Zmiany dotyczyć będą zarówno okręgówki jak i klasy A. - Nadchodzący sezon będzie przełomowy – zaznacza prezes PPPN, Jan Kowalczyk. – Po nim nastąpi reorganizacja rozgrywek. Utworzona zostanie klasa okręgowa limanowsko – podhalańska. Taką nazwę ustaliliśmy, trzymając się alfabetu. Doszliśmy do porozumienia z prezesem podokręgu limanowskiego Stanisławem Strugiem co do kształtu ligi. W okręgówce będziemy mieli po siedem drużyn. W tej chwili jesteśmy na etapie opracowywania regulaminu rozgrywek. Nie da się go dokładnie sprecyzować, bo też wszystko zależy od spadków z klas wyższych. Niemniej zasady muszą być jasne i czytelne jeszcze przed pierwszym gwizdkiem obecnego sezonu. Drużyny, które spadną, nie będą na siłę utrzymywane w lidze, tylko dlatego, że jest reorganizacja. Spadają i nie ma zmiłuj się. W tej chwili w okręgówce mamy trzech przedstawicieli i jeśli taki stan utrzyma się w lidze, a żadna z naszych drużyn nie spadnie z czwartej ligi, to z klasy A awansują cztery zespoły.

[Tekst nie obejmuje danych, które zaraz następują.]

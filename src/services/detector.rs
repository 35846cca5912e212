//! Change detection: decides whether a listed source object needs a transfer.
//!
//! One decision point covers all four strategies. The content-hash strategy
//! always answers "yes" here; its real decision happens after staging, in the
//! sync service, against the hash store.

use crate::config::CheckMode;
use crate::models::ObjectDescriptor;
use chrono::{DateTime, TimeDelta, Utc};
use std::collections::HashMap;

/// Destination objects under the active prefix, keyed by full destination key.
///
/// Built from a fresh listing on every pass and never reused across runs.
#[derive(Debug, Default, Clone)]
pub struct DestinationIndex {
    entries: HashMap<String, ObjectDescriptor>,
}

impl DestinationIndex {
    /// Keep only the listed objects whose key starts with `prefix`.
    pub fn build(listing: impl IntoIterator<Item = ObjectDescriptor>, prefix: &str) -> Self {
        let entries = listing
            .into_iter()
            .filter(|obj| obj.key.starts_with(prefix))
            .map(|obj| (obj.key.clone(), obj))
            .collect();
        Self { entries }
    }

    pub fn contains(&self, destination_key: &str) -> bool {
        self.entries.contains_key(destination_key)
    }

    pub fn get(&self, destination_key: &str) -> Option<&ObjectDescriptor> {
        self.entries.get(destination_key)
    }

    pub fn len(&self) -> usize {
        self.entries.len()
    }

    pub fn is_empty(&self) -> bool {
        self.entries.is_empty()
    }
}

#[derive(Debug, Clone, Copy)]
pub struct ChangeDetector {
    mode: CheckMode,
    last_run: DateTime<Utc>,
}

impl ChangeDetector {
    /// `last_run` is the marker loaded at startup; only the last-run strategy reads it.
    pub fn new(mode: CheckMode, last_run: DateTime<Utc>) -> Self {
        Self { mode, last_run }
    }

    pub fn needs_sync(
        &self,
        object: &ObjectDescriptor,
        destination_prefix: &str,
        index: &DestinationIndex,
    ) -> bool {
        let destination_key = format!("{}{}", destination_prefix, object.key);
        match self.mode {
            CheckMode::Existence => !index.contains(&destination_key),
            CheckMode::TimestampDelta { max_delta_seconds } => match index.get(&destination_key) {
                None => true,
                Some(existing) => {
                    // A source older than its copy never syncs, even by a fraction of a second.
                    let delta = object.last_modified - existing.last_modified;
                    delta >= TimeDelta::zero() && delta.num_seconds() >= max_delta_seconds
                }
            },
            CheckMode::LastRunTimestamp => object.last_modified > self.last_run,
            CheckMode::ContentHash { .. } => true,
        }
    }
}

Reorganizacja obejmie też klasę A. – Zmniejszamy ją do 12 zespołów. Ta decyzja została już podjęta – wyjawia Jan Kowalczyk. – Obiecałem prezesowi MZPN, że na reorganizacji nie ucierpi klasa C. My się nie obawiamy, bo mieliśmy w minionym sezonie dwie klasy rozgrywkowe na tym szczeblu. Teraz będzie jedna, dlatego, że część drużyn się wycofała. Szokiem jest nie tylko dla mnie, że zabraknie w naszym gronie ZOR-u Frydman. Klub ten, który jeszcze nie tak dawno grał w klasie A wycofał się z rozgrywek. Jasiu Pisarczyk, były piłkarz, prezes i działacz klubu, gdy dowiedział się o tym, nie mógł złapać tchu. W takim kierunku poszła organizacja klubu, że trzeba było powiedzieć pass.
Od nadchodzącego sezonu kluby miały wprowadzać wpisy do Extranetu. - Wróciłem właśnie z Krakowa i okazuje się, że kluby na tym etapie z tym sobie nie poradzą – mówi prezes PPPN. – Każdy bowiem klub musi pewne dokumentacje skanować i dlatego wprowadzamy okres przejściowy. Kluby będą w podokręgu skanować dokumenty. Tym samym praca w biurze będzie makabryczna.
Dużo mówi się o reorganizacji rozgrywek młodzieżowych, ale… - Jest na takim etapie, że nie chcę się na ten temat wypowiadać – mówi Jan Kowalczyk.